Task objective: Please return every line below that contains the string "default".

Collected data:
+-------+
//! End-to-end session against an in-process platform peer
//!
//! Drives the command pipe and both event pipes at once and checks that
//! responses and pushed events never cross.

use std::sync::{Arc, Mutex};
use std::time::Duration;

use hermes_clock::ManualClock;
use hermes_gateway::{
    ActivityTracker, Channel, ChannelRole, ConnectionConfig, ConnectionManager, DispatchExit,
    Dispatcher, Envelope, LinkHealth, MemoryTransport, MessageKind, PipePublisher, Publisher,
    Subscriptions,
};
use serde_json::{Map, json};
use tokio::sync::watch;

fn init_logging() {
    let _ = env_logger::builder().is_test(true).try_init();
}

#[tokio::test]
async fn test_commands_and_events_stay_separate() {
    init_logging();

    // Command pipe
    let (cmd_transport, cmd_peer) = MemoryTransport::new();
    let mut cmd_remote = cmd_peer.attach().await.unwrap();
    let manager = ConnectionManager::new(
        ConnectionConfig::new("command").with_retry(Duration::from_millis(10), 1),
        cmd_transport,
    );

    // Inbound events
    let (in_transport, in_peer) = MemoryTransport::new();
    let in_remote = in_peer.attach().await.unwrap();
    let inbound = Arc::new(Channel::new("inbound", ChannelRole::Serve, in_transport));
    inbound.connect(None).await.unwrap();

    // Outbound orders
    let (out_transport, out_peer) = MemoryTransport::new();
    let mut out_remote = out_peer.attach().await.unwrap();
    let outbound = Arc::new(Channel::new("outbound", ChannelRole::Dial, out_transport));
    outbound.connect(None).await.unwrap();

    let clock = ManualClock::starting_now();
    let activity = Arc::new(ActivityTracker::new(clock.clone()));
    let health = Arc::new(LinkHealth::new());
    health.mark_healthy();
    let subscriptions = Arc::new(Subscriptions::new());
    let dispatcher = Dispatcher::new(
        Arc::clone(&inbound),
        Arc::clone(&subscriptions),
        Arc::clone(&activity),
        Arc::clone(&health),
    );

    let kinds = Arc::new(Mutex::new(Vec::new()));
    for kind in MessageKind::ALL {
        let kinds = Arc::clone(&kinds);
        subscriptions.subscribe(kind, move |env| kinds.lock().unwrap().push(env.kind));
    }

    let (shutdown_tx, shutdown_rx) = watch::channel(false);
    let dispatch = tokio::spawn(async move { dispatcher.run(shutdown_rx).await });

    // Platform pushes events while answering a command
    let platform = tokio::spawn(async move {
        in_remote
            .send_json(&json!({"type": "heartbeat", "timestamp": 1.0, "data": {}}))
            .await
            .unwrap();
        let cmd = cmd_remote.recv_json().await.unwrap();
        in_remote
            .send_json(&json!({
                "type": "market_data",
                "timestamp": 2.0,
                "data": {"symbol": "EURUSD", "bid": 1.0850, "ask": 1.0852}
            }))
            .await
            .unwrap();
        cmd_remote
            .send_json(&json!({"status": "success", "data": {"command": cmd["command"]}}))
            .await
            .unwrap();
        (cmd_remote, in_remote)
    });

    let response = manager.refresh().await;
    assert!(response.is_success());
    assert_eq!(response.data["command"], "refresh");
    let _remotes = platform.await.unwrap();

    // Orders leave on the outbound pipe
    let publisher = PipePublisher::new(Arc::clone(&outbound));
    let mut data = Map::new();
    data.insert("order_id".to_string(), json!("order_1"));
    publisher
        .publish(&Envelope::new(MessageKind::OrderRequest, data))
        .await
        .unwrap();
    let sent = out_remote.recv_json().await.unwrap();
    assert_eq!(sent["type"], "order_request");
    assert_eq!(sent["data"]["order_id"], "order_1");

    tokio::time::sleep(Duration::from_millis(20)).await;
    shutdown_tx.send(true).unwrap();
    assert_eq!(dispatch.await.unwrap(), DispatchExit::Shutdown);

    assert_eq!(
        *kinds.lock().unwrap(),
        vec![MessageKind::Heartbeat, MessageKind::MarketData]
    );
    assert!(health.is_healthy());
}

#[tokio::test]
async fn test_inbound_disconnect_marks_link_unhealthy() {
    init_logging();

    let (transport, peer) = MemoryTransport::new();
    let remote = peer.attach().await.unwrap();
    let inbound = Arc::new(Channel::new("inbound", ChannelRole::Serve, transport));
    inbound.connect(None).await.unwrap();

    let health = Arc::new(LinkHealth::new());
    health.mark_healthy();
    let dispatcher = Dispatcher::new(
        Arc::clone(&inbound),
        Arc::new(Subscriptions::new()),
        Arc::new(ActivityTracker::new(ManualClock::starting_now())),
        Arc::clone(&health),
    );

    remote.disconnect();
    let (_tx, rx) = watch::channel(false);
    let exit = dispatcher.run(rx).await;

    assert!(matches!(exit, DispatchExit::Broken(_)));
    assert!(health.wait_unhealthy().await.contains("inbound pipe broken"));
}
+-------+
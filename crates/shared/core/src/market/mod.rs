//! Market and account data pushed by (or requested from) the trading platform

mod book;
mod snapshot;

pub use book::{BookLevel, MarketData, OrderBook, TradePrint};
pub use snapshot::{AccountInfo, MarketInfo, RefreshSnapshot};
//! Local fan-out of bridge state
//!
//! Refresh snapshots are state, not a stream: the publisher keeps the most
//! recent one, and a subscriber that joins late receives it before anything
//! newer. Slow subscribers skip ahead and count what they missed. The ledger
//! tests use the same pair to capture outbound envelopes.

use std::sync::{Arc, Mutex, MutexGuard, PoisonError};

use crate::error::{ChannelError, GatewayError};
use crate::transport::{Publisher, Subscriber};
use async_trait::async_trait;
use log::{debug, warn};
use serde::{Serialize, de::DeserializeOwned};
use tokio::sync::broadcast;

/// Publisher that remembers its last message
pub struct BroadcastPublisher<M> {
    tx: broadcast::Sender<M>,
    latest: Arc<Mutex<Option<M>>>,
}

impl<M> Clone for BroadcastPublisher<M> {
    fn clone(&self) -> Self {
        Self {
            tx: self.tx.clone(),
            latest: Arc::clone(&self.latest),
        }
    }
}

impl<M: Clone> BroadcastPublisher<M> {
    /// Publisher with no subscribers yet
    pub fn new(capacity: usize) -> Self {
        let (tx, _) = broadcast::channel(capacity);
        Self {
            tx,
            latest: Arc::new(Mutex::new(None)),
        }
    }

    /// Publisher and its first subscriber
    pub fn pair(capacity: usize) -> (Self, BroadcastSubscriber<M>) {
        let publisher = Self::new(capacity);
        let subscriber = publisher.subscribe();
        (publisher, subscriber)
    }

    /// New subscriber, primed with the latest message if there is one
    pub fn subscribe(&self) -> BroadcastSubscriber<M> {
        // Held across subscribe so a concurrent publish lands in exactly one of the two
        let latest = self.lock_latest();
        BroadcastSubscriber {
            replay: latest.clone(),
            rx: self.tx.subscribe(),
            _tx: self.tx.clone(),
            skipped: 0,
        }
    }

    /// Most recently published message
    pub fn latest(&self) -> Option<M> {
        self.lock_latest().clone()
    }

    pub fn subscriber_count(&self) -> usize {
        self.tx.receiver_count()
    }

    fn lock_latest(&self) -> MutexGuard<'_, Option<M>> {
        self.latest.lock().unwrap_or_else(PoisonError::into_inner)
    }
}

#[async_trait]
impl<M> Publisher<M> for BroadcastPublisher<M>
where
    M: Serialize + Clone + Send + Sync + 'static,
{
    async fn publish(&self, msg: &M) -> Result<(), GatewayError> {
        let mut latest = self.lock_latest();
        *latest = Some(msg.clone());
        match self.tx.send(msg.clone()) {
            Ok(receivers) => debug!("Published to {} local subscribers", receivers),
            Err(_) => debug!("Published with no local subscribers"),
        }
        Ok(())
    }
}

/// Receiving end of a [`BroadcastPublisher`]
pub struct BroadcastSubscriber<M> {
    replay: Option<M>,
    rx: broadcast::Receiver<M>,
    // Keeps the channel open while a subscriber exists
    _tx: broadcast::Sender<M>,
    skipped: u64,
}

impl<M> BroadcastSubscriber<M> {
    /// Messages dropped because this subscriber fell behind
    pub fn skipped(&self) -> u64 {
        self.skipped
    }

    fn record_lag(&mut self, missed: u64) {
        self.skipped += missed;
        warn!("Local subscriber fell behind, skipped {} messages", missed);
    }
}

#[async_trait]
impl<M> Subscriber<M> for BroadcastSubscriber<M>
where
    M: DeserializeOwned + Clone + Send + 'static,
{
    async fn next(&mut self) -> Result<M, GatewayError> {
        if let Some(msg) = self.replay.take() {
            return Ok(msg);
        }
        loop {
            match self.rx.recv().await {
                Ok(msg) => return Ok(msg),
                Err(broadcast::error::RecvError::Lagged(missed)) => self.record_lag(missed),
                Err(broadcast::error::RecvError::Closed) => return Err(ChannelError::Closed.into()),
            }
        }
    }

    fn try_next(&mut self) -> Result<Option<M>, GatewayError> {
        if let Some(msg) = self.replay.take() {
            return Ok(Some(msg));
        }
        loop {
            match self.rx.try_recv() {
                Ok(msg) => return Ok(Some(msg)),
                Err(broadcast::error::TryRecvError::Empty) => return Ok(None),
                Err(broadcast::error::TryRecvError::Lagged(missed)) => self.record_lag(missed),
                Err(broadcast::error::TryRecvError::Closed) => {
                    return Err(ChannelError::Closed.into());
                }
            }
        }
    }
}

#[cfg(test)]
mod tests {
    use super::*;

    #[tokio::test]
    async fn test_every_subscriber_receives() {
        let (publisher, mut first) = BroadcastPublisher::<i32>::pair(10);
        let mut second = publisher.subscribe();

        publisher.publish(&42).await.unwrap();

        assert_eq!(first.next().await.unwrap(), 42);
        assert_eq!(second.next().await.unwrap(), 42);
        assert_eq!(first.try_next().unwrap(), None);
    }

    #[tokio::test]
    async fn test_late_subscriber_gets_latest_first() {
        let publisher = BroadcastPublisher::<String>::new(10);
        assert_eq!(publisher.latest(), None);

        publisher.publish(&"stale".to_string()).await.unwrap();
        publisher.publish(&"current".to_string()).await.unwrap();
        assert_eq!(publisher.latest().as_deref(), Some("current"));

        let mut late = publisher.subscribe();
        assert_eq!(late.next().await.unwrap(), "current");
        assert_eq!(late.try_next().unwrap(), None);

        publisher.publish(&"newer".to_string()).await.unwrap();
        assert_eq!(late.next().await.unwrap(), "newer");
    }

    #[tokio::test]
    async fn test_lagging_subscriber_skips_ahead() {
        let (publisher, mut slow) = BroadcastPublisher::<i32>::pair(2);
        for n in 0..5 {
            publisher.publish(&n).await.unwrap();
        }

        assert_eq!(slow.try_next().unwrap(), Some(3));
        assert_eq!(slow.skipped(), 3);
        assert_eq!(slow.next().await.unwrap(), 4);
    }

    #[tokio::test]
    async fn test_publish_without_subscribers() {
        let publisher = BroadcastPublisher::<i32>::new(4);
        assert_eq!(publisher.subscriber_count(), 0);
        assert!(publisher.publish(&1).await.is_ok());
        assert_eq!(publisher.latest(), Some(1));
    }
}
+-------+
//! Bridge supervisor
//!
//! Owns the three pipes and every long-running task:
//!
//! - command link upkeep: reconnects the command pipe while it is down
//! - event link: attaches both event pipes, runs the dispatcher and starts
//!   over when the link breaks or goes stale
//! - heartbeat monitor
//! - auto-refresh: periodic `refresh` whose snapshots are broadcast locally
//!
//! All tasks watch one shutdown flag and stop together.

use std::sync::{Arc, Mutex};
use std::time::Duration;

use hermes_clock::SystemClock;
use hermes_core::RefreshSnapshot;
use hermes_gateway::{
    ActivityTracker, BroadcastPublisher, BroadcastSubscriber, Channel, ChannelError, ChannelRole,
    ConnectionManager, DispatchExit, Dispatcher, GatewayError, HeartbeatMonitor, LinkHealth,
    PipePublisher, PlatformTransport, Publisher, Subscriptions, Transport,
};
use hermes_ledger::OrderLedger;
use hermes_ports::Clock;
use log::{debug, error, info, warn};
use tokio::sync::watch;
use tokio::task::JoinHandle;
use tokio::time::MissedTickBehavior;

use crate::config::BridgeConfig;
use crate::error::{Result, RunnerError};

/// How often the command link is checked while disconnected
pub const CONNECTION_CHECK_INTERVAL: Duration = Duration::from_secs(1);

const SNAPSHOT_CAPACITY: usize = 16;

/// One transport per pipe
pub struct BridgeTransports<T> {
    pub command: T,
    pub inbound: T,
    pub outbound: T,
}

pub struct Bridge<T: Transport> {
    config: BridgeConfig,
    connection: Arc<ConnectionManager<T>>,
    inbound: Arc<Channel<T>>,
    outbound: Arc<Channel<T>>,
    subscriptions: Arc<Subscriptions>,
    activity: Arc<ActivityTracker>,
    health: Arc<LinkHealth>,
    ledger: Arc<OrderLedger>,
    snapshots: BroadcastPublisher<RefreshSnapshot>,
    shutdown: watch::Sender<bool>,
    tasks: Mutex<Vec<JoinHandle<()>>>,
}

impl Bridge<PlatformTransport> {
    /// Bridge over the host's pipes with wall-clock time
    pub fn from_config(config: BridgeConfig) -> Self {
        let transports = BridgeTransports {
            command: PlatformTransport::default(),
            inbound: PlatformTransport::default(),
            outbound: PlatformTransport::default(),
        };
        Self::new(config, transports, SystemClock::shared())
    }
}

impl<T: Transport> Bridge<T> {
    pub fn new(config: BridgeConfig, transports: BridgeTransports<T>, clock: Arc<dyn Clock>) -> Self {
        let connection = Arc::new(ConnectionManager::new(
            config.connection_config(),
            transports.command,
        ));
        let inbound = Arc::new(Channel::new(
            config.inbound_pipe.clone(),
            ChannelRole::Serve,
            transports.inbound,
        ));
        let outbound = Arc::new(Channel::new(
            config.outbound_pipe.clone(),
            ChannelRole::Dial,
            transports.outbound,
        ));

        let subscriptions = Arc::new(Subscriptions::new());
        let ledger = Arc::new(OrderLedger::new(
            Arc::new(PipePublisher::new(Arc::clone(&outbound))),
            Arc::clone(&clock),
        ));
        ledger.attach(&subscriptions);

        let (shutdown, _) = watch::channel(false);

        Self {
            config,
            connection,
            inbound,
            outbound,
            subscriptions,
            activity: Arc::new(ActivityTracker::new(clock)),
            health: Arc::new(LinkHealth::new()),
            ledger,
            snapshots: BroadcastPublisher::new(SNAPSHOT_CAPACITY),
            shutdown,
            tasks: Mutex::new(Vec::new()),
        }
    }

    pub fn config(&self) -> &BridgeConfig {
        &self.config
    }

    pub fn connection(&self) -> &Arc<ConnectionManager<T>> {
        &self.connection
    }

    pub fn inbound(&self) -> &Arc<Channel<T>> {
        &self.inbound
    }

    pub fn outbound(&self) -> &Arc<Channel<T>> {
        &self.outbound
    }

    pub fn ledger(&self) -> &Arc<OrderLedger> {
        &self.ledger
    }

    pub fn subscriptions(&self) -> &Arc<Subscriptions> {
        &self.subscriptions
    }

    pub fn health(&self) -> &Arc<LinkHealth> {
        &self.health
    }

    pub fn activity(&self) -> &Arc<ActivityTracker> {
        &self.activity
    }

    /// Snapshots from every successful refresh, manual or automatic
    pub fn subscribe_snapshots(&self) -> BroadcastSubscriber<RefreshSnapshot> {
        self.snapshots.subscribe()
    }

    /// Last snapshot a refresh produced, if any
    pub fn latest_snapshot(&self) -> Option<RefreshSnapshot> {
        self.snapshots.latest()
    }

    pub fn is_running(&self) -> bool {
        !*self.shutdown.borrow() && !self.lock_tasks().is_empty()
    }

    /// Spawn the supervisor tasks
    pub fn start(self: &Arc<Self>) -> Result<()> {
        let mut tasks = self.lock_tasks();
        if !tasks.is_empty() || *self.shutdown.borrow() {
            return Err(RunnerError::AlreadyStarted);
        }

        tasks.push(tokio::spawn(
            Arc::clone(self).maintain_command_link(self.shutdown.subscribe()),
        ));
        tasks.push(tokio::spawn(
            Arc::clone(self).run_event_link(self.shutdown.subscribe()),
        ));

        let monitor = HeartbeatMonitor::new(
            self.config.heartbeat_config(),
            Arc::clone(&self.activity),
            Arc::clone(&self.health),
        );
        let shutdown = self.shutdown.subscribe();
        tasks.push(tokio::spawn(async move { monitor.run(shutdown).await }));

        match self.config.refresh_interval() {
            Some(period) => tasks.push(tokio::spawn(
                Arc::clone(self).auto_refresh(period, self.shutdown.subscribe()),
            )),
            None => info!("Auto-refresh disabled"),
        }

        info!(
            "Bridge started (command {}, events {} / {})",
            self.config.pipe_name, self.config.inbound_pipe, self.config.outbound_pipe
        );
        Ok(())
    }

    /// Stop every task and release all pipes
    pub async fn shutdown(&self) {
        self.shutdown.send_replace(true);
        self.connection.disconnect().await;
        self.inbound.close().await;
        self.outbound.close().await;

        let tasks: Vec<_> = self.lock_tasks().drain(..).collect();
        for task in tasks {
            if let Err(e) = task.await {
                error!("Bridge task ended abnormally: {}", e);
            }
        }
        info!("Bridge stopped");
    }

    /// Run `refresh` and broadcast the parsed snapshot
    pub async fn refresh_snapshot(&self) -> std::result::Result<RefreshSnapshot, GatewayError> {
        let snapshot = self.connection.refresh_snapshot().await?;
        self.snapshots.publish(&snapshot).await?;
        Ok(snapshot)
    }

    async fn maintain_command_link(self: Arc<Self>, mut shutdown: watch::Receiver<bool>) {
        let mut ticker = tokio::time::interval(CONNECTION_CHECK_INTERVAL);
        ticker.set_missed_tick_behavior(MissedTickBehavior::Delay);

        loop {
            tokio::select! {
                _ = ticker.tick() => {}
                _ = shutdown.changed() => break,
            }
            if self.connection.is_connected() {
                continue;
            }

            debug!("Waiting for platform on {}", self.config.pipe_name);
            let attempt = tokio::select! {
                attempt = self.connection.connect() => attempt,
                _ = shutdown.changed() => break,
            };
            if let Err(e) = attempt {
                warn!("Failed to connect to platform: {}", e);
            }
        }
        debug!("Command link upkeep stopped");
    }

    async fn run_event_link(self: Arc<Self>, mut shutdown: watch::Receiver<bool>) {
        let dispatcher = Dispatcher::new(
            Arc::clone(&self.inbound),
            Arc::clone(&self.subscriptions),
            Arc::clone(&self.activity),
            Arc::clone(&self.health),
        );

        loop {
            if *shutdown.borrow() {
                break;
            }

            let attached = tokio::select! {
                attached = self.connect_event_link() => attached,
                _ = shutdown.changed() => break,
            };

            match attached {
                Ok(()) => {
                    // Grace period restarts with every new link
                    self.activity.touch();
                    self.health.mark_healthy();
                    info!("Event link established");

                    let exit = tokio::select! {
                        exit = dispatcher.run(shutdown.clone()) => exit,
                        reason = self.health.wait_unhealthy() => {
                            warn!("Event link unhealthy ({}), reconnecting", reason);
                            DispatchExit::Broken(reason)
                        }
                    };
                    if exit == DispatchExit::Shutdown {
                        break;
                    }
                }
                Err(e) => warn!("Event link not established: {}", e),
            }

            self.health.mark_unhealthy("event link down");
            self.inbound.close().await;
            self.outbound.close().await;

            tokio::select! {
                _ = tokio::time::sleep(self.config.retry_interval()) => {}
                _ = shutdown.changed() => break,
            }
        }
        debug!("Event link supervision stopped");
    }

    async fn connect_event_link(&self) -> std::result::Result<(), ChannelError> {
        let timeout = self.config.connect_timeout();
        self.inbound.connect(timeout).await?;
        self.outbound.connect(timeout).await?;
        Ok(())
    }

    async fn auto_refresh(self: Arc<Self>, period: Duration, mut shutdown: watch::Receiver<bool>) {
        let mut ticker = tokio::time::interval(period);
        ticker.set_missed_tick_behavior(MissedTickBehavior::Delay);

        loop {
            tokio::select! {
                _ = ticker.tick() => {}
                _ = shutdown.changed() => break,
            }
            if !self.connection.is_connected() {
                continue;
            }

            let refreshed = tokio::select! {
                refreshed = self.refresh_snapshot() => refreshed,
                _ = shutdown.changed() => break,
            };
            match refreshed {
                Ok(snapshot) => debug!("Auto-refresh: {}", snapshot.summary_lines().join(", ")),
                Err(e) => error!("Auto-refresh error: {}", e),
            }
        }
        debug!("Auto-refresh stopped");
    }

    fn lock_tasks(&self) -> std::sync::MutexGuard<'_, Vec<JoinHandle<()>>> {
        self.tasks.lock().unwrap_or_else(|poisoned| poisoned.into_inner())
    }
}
+-------+
Answer for this exercise:
            command: PlatformTransport::default(),
            inbound: PlatformTransport::default(),
            outbound: PlatformTransport::default(),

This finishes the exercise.